- Given records:
════════════════

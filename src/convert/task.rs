//! Task conversion
//!
//! Tasks are created by the orchestrator only, so there is no reverse
//! conversion.

use super::meta::meta_from_grpc;
use super::network::network_attachment_from_grpc;
use super::service::{port_config_from_grpc, task_spec_from_grpc};
use super::timestamp::timestamp_from_grpc;
use crate::error::Result;
use crate::types::task::{ContainerStatus, PortStatus, Task, TaskState, TaskStatus};
use crate::wire;
use crate::wire::task as wt;
use chrono::{DateTime, Utc};
use tracing::trace;

/// Convert a wire task
pub fn task_from_grpc(task: &wire::Task) -> Result<Task> {
    trace!(id = %task.id, service = %task.service_id, "converting task");

    let status = &task.status;
    let timestamp = match &status.timestamp {
        Some(ts) => timestamp_from_grpc(ts)?,
        None => DateTime::<Utc>::UNIX_EPOCH,
    };

    Ok(Task {
        id: task.id.clone(),
        meta: meta_from_grpc(&task.meta)?,
        name: task.annotations.name.clone(),
        labels: task.annotations.labels.clone(),
        spec: task_spec_from_grpc(&task.spec)?,
        service_id: task.service_id.clone(),
        // Global service tasks have no slot
        slot: (task.slot != 0).then_some(task.slot),
        node_id: task.node_id.clone(),
        status: TaskStatus {
            timestamp,
            state: state_from_grpc(status.state),
            message: status.message.clone(),
            err: status.err.clone(),
            container_status: status.container.as_ref().map(|c| ContainerStatus {
                container_id: c.container_id.clone(),
                pid: c.pid,
                exit_code: c.exit_code,
            }),
            port_status: PortStatus {
                ports: status
                    .port_status
                    .as_ref()
                    .map(|p| p.ports.iter().map(port_config_from_grpc).collect())
                    .unwrap_or_default(),
            },
        },
        desired_state: state_from_grpc(task.desired_state),
        networks_attachments: task
            .networks
            .iter()
            .map(network_attachment_from_grpc)
            .collect::<Result<Vec<_>>>()?,
    })
}

fn state_from_grpc(state: wt::TaskState) -> TaskState {
    match state {
        wt::TaskState::New => TaskState::New,
        wt::TaskState::Pending => TaskState::Pending,
        wt::TaskState::Allocated => TaskState::Allocated,
        wt::TaskState::Assigned => TaskState::Assigned,
        wt::TaskState::Accepted => TaskState::Accepted,
        wt::TaskState::Preparing => TaskState::Preparing,
        wt::TaskState::Ready => TaskState::Ready,
        wt::TaskState::Starting => TaskState::Starting,
        wt::TaskState::Running => TaskState::Running,
        wt::TaskState::Complete => TaskState::Complete,
        wt::TaskState::Shutdown => TaskState::Shutdown,
        wt::TaskState::Failed => TaskState::Failed,
        wt::TaskState::Rejected => TaskState::Rejected,
        wt::TaskState::Remove => TaskState::Remove,
        wt::TaskState::Orphaned => TaskState::Orphaned,
    }
}

#[cfg(test)]
mod tests {
    use super::*;

    fn running_task() -> wire::Task {
        wire::Task {
            id: "task5f6g".to_string(),
            meta: wire::Meta {
                version: wire::Version { index: 51 },
                created_at: Some(wire::Timestamp::new(1_700_000_000, 0)),
                updated_at: Some(wire::Timestamp::new(1_700_000_030, 0)),
            },
            annotations: wire::Annotations {
                name: "web.2".to_string(),
                ..Default::default()
            },
            spec: wire::TaskSpec {
                container: Some(wire::service::ContainerSpec {
                    image: "nginx:1.25".to_string(),
                    ..Default::default()
                }),
                ..Default::default()
            },
            service_id: "svc9x8y7".to_string(),
            slot: 2,
            node_id: "node01abc".to_string(),
            status: wt::TaskStatus {
                timestamp: Some(wire::Timestamp::new(1_700_000_029, 123)),
                state: wt::TaskState::Running,
                message: "started".to_string(),
                err: String::new(),
                container: Some(wt::ContainerStatus {
                    container_id: "c0ffee".to_string(),
                    pid: 4242,
                    exit_code: 0,
                }),
                port_status: None,
            },
            desired_state: wt::TaskState::Running,
            networks: vec![wire::NetworkAttachment {
                network: Some(wire::Network {
                    id: "nw1a2b3c".to_string(),
                    ..Default::default()
                }),
                addresses: vec!["10.0.9.7/24".to_string()],
                aliases: Vec::new(),
            }],
        }
    }

    #[test]
    fn test_task_from_grpc() {
        let task = task_from_grpc(&running_task()).unwrap();

        assert_eq!(task.id, "task5f6g");
        assert_eq!(task.name, "web.2");
        assert_eq!(task.service_id, "svc9x8y7");
        assert_eq!(task.slot, Some(2));
        assert_eq!(task.status.state, TaskState::Running);
        assert_eq!(task.status.timestamp.timestamp_subsec_nanos(), 123);
        assert_eq!(task.status.container_status.as_ref().unwrap().pid, 4242);
        assert!(task.status.port_status.ports.is_empty());
        assert_eq!(task.networks_attachments[0].network.id, "nw1a2b3c");
        assert_eq!(
            task.spec.container_spec.as_ref().unwrap().image,
            "nginx:1.25"
        );
    }

    #[test]
    fn test_global_task_has_no_slot() {
        let mut wire_task = running_task();
        wire_task.slot = 0;
        assert_eq!(task_from_grpc(&wire_task).unwrap().slot, None);
    }

    #[test]
    fn test_completed_state() {
        let mut wire_task = running_task();
        wire_task.status.state = wt::TaskState::Complete;
        wire_task.desired_state = wt::TaskState::Shutdown;

        let task = task_from_grpc(&wire_task).unwrap();
        assert_eq!(task.status.state, TaskState::Complete);
        assert!(task.status.state.is_terminal());
        assert!(!TaskState::Running.is_terminal());

        let json = serde_json::to_value(&task).unwrap();
        assert_eq!(json["Status"]["State"], "complete");
        assert_eq!(json["DesiredState"], "shutdown");
    }

    #[test]
    fn test_bad_attachment_timestamp_fails_task() {
        let mut wire_task = running_task();
        if let Some(network) = wire_task.networks[0].network.as_mut() {
            network.meta.created_at = Some(wire::Timestamp::new(0, -3));
        }

        assert!(task_from_grpc(&wire_task).unwrap_err().is_format());
    }

    #[test]
    fn test_missing_status_timestamp() {
        let mut wire_task = running_task();
        wire_task.status.timestamp = None;

        let task = task_from_grpc(&wire_task).unwrap();
        assert_eq!(task.status.timestamp, DateTime::<Utc>::UNIX_EPOCH);
    }

    #[test]
    fn test_protocol_state_names() {
        let task: wire::Task = serde_json::from_str(
            r#"{"id": "t1", "status": {"state": "ALLOCATED"}, "desiredState": "COMPLETE"}"#,
        )
        .unwrap();
        assert_eq!(task.status.state, wt::TaskState::Allocated);
        assert_eq!(task.desired_state, wt::TaskState::Complete);

        let task = task_from_grpc(&task).unwrap();
        assert_eq!(task.status.state, TaskState::Allocated);
        assert!(TaskState::Pending < TaskState::Allocated);
        assert!(TaskState::Allocated < TaskState::Assigned);
        assert!(!TaskState::Allocated.is_terminal());

        let json = serde_json::to_value(&task).unwrap();
        assert_eq!(json["Status"]["State"], "allocated");
        assert_eq!(json["DesiredState"], "complete");
    }
}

════════════════

- What you should do:
Pull out every line from the one with "assert!(TaskState::Pending < TaskState::Allocated);" to the end of the listing, and output only those.

- Result of this task:
        assert!(TaskState::Pending < TaskState::Allocated);
        assert!(TaskState::Allocated < TaskState::Assigned);
        assert!(!TaskState::Allocated.is_terminal());

        let json = serde_json::to_value(&task).unwrap();
        assert_eq!(json["Status"]["State"], "allocated");
        assert_eq!(json["DesiredState"], "complete");
    }
}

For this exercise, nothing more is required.